Più che di poeti parlerei di poesie, di serie di poesie. Non credo esistano grandi poeti o poeti minori, ma grandi poesie e poesie minori. Ogni autore che si rispetti ha scritto entrambe. Posso dire che ci sono autori che riescono a sopperire a questo “problema” costruendo un poema ininterrotto dove, con il susseguirsi delle pagine, ciò che resta chiaro al lettore è la traccia dello spirito, la sua intenzione, che costringe il poeta a grande sopportazione, così come al rischio del fallimento e alla speranza di aver colto qualcosa di squisitamente umano e misterioso al tempo stesso. Di questi poeti ammiro le storpiature, così come la totale libertà fuori da ogni gabbia precostituita, pur rimanendo severi al proprio dogma. Se dovessi pensare a dei nomi in tal senso, restando al novecento italiano direi Amelia Rosselli e Lorenzo Calogero mentre, estendendo la questione oltre i confini nazionali, penserei a Paul Celan e a Rainer Maria Rilke, così come a Emily Dickinson. Ma ho amato e mi sento me stesso anche con varie poesie sparse di tantissimi autori, ovviamente.


Ti ritrovi nella riflessione trascritta di seguito di Giacomo Leopardi?

“Felicità da me provata nel tempo del comporre, il miglior tempo ch’io abbia passato in mia vita, e nel quale mi contenterei di durare finch’io vivo. Passar le giornate senza accorgermene, parermi le ore cortissime, e maravigliarmi sovente io medesimo di tanta facilità di passarle.

(Giacomo Leopardi, Zibaldone, 4417-18, 30 novembre 1828).

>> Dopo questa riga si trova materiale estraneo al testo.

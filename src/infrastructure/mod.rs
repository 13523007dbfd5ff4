//! Infrastructure layer: collaborator implementations and DI container
//!
//! This layer implements the boundary traits and wires up the engine.

pub mod di;
pub mod traits;

pub use di::{ProviderFactory, ServiceContainer, ServiceRegistry};
pub use traits::{
    ApplicationContext, InMemoryModuleLoader, LiteralParser, ModuleLoader, NoOptions,
    OptionSource, ParseRequest, PlainTextParser, ServiceProviderFactory,
};
//! Constructor parameter resolution chain.
//!
//! Per parameter, in order: the builtin, its node, `name: string`, the
//! nearest service provider, the application, the nearest application
//! module, then plugin-scoped singletons matched by parameter kind.

use std::sync::Arc;

use tracing::trace;

use crate::application::error::ApplicationResult;
use crate::application::services::builder::ConstructionEngine;
use crate::application::types::{Argument, ParamType, Parameter};
use crate::domain::{Builtin, Component, ObtainMode, ServiceProvider, Shape, Value, ValueKind};

impl ConstructionEngine<'_> {
    /// Resolve every parameter, or `None` when any of them has no source.
    pub(crate) fn resolve_parameters(
        &self,
        builtin: &Arc<Builtin>,
        params: &[Parameter],
    ) -> ApplicationResult<Option<Vec<Argument>>> {
        let mut values = Vec::with_capacity(params.len());
        for param in params {
            match self.resolve_parameter(builtin, param)? {
                Some(value) => values.push(value),
                None => {
                    trace!("parameter '{}' unresolved", param.name());
                    return Ok(None);
                }
            }
        }
        Ok(Some(values))
    }

    fn resolve_parameter(
        &self,
        builtin: &Arc<Builtin>,
        param: &Parameter,
    ) -> ApplicationResult<Option<Argument>> {
        let argument = match param.ty() {
            ParamType::Builtin => Some(Argument::Builtin(Arc::clone(builtin))),
            ParamType::Node => builtin.node().map(Argument::Node),
            ParamType::Value(ValueKind::Text, Shape::Scalar)
                if param.name().eq_ignore_ascii_case("name") =>
            {
                Some(Argument::Text(builtin.name().to_string()))
            }
            ParamType::Services => Some(Argument::Services(self.find_service_provider(builtin)?)),
            ParamType::Application => {
                Some(Argument::Application(Arc::clone(self.ctx.application())))
            }
            ParamType::Module => Some(Argument::Module(self.find_application_module(builtin)?)),
            _ => self.obtain_parameter(builtin, param.ty()),
        };
        Ok(argument)
    }

    /// Plugin-scoped singletons, matched purely by parameter kind.
    fn obtain_parameter(&self, builtin: &Builtin, ty: &ParamType) -> Option<Argument> {
        let plugin = builtin.plugin().map(Arc::as_ref);
        let options = &self.ctx.container().options;
        let singleton = |value: Option<Value>| Argument::Value(value.unwrap_or(Value::Null));

        match ty {
            ParamType::Plugin => Some(Argument::Plugin(builtin.plugin().cloned())),
            ParamType::Context => Some(Argument::Context),
            ParamType::ServiceFactory => Some(Argument::Factory(Arc::clone(
                &self.ctx.container().providers,
            ))),
            ParamType::Profile => Some(singleton(options.profile(plugin))),
            ParamType::Configuration => Some(singleton(options.configuration(plugin))),
            ParamType::Options => Some(singleton(self.ctx.application().options())),
            ParamType::SettingsProvider => Some(singleton(options.settings_provider(plugin))),
            _ => None,
        }
    }

    /// Nearest ancestor whose value is an application module.
    ///
    /// The walk starts at the parent of the builtin's node; ancestors
    /// whose declared type is known and not a module are skipped without
    /// being built.
    pub(crate) fn find_application_module(
        &self,
        builtin: &Builtin,
    ) -> ApplicationResult<Option<Arc<dyn Component>>> {
        let Some(node) = builtin.node() else {
            return Ok(None);
        };

        for ancestor in self.ctx.tree().ancestors(node) {
            let candidate = self
                .ctx
                .value_type(ancestor)
                .map_or(true, |ty| ty.is_module());
            if !candidate {
                continue;
            }
            let value = self.ctx.unwrap_value(ancestor, ObtainMode::Auto, None)?;
            if let Some(object) = value.as_ref().and_then(|v| v.as_object()) {
                if object.as_module().is_some() {
                    return Ok(Some(Arc::clone(object)));
                }
            }
        }
        Ok(None)
    }

    /// Service provider for a builtin: the nearest module's services, else
    /// the provider scoped to the parent node's name, else the
    /// application's services.
    pub(crate) fn find_service_provider(
        &self,
        builtin: &Builtin,
    ) -> ApplicationResult<Arc<dyn ServiceProvider>> {
        if let Some(module) = self.find_application_module(builtin)? {
            if let Some(services) = module.as_module().and_then(|m| m.services()) {
                return Ok(services);
            }
        }

        let tree = self.ctx.tree();
        let scoped = builtin
            .node()
            .and_then(|node| tree.node(node)?.parent())
            .and_then(|parent| tree.node(parent))
            .and_then(|parent| self.ctx.container().providers.get_provider(parent.name()));

        Ok(scoped.unwrap_or_else(|| self.ctx.application().services()))
    }
}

Mi ritrovo in parte, perché se è vero che quando scrivo entro in una dimensione parallela al mio esserci nel quotidiano, non posso dire di sentirne propriamente felicità, e nemmeno godimento. Se poi Leopardi intendesse questa felicità come annullamento del sé superficiale rispetto al sé che risiede nel profondo, più che di felicità parlerei di estraniamento, e dunque nessuna emozione precisa, solo pura incoscienza. Quando “riemergi” da questo stato, certamente accogli la realtà come un’enorme occasione ma anche come spegnimento di qualcosa che si accende solo in un determinato stato febbrile. E se la mettiamo così, in definitiva posso pensarla come il poeta di Recanati, perché la contemplazione di sé e del mondo senza esserci, o meglio, essendoci ma senza pensare di dover propriamente esistere, è quanto di più umano vi sia nella natura di questi esseri che siamo.






Antonio Bux (Foggia, 1982) è autore, editor e traduttore. Ha pubblicato oltre trenta libri e curato la pubblicazione di una sessantina di volumi altrui. Con le sue opere è risultato finalista in alcuni tra i maggiori premi letterari italiani, tra i quali il Viareggio, il Carducci, il Camaiore, il Città di Como, il Montano, oltre ad essere stato semifinalista alla prima edizione del premio Strega Poesia. Suoi lavori sono stati ospitati in autorevoli riviste italiane e internazionali, come Poesia, Nuovi Argomenti, Rai Poesia e Italian Poetry Review ed è stato antologizzato e tradotto in molti paesi, tra cui Spagna, Stati Uniti, Grecia, Romania, Messico e Russia. Si occupa di critica letteraria per il quotidiano “La Repubblica” e dirige quattro collane di poesia e prosa poetica.